▽

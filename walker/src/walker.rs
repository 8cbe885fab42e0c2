//! The walker: a transient unit of computation with its own state and queue.

use osp_core::{Archetype, Attributes, Location, Value, WalkerTypeId};
use std::collections::VecDeque;
use std::fmt;

/// Lifecycle of a walker run.
#[derive(Debug, Clone, Copy, PartialEq, Eq, Hash)]
pub enum RunState {
    /// Waiting for the scheduler to pop the next location.
    Queued,
    /// Abilities are executing at the current location.
    Visiting,
    /// Stopped early; the remaining queue was dropped.
    Disengaged,
    /// An ability failed and the run was aborted.
    Faulted,
    /// The queue ran empty.
    Completed,
}

impl RunState {
    /// Returns true once the run can make no further progress.
    pub fn is_terminal(&self) -> bool {
        matches!(
            self,
            RunState::Disengaged | RunState::Faulted | RunState::Completed
        )
    }
}

impl fmt::Display for RunState {
    fn fmt(&self, f: &mut fmt::Formatter<'_>) -> fmt::Result {
        let label = match self {
            RunState::Queued => "queued",
            RunState::Visiting => "visiting",
            RunState::Disengaged => "disengaged",
            RunState::Faulted => "faulted",
            RunState::Completed => "completed",
        };
        f.write_str(label)
    }
}

/// A walker instance.
///
/// Locations enter the queue only through [`Walker::spawn`] (the start
/// location) and through `visit` calls from ability bodies.
#[derive(Debug, Clone)]
pub struct Walker {
    type_id: WalkerTypeId,
    attributes: Attributes,
    queue: VecDeque<Location>,
    state: RunState,
}

impl Walker {
    /// Create a walker with validated attributes and an empty queue.
    pub fn new(type_id: WalkerTypeId, attributes: Attributes) -> Self {
        Self {
            type_id,
            attributes,
            queue: VecDeque::new(),
            state: RunState::Queued,
        }
    }

    /// Place the walker on its start location.
    pub fn spawn(&mut self, start: impl Into<Location>) {
        self.queue.push_back(start.into());
        self.state = RunState::Queued;
    }

    pub fn type_id(&self) -> WalkerTypeId {
        self.type_id
    }

    pub fn archetype(&self) -> Archetype {
        Archetype::Walker(self.type_id)
    }

    pub fn state(&self) -> RunState {
        self.state
    }

    pub(crate) fn set_state(&mut self, state: RunState) {
        self.state = state;
    }

    // ==================== Attributes ====================

    pub fn attributes(&self) -> &Attributes {
        &self.attributes
    }

    pub fn get_attr(&self, name: &str) -> Option<&Value> {
        self.attributes.get(name)
    }

    pub(crate) fn set_attr(&mut self, name: &str, value: Value) -> Option<Value> {
        self.attributes.insert(name.to_string(), value)
    }

    pub fn into_attributes(self) -> Attributes {
        self.attributes
    }

    // ==================== Queue ====================

    /// Locations waiting to be visited, head first.
    pub fn pending(&self) -> impl Iterator<Item = &Location> + '_ {
        self.queue.iter()
    }

    pub fn queue_len(&self) -> usize {
        self.queue.len()
    }

    pub(crate) fn enqueue(&mut self, location: Location) {
        self.queue.push_back(location);
    }

    pub(crate) fn pop(&mut self) -> Option<Location> {
        self.queue.pop_front()
    }

    pub(crate) fn clear_queue(&mut self) {
        self.queue.clear();
    }
}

△

**WORK TO BE COMPLETED**
Everything above from the line containing "use std::collections::VecDeque;" through the line containing "Locations enter the" must be copied exactly. Nothing outside that range belongs in the answer.

**PROBLEM SOLUTION**
use std::collections::VecDeque;
use std::fmt;

/// Lifecycle of a walker run.
#[derive(Debug, Clone, Copy, PartialEq, Eq, Hash)]
pub enum RunState {
    /// Waiting for the scheduler to pop the next location.
    Queued,
    /// Abilities are executing at the current location.
    Visiting,
    /// Stopped early; the remaining queue was dropped.
    Disengaged,
    /// An ability failed and the run was aborted.
    Faulted,
    /// The queue ran empty.
    Completed,
}

impl RunState {
    /// Returns true once the run can make no further progress.
    pub fn is_terminal(&self) -> bool {
        matches!(
            self,
            RunState::Disengaged | RunState::Faulted | RunState::Completed
        )
    }
}

impl fmt::Display for RunState {
    fn fmt(&self, f: &mut fmt::Formatter<'_>) -> fmt::Result {
        let label = match self {
            RunState::Queued => "queued",
            RunState::Visiting => "visiting",
            RunState::Disengaged => "disengaged",
            RunState::Faulted => "faulted",
            RunState::Completed => "completed",
        };
        f.write_str(label)
    }
}

/// A walker instance.
///
/// Locations enter the queue only through [`Walker::spawn`] (the start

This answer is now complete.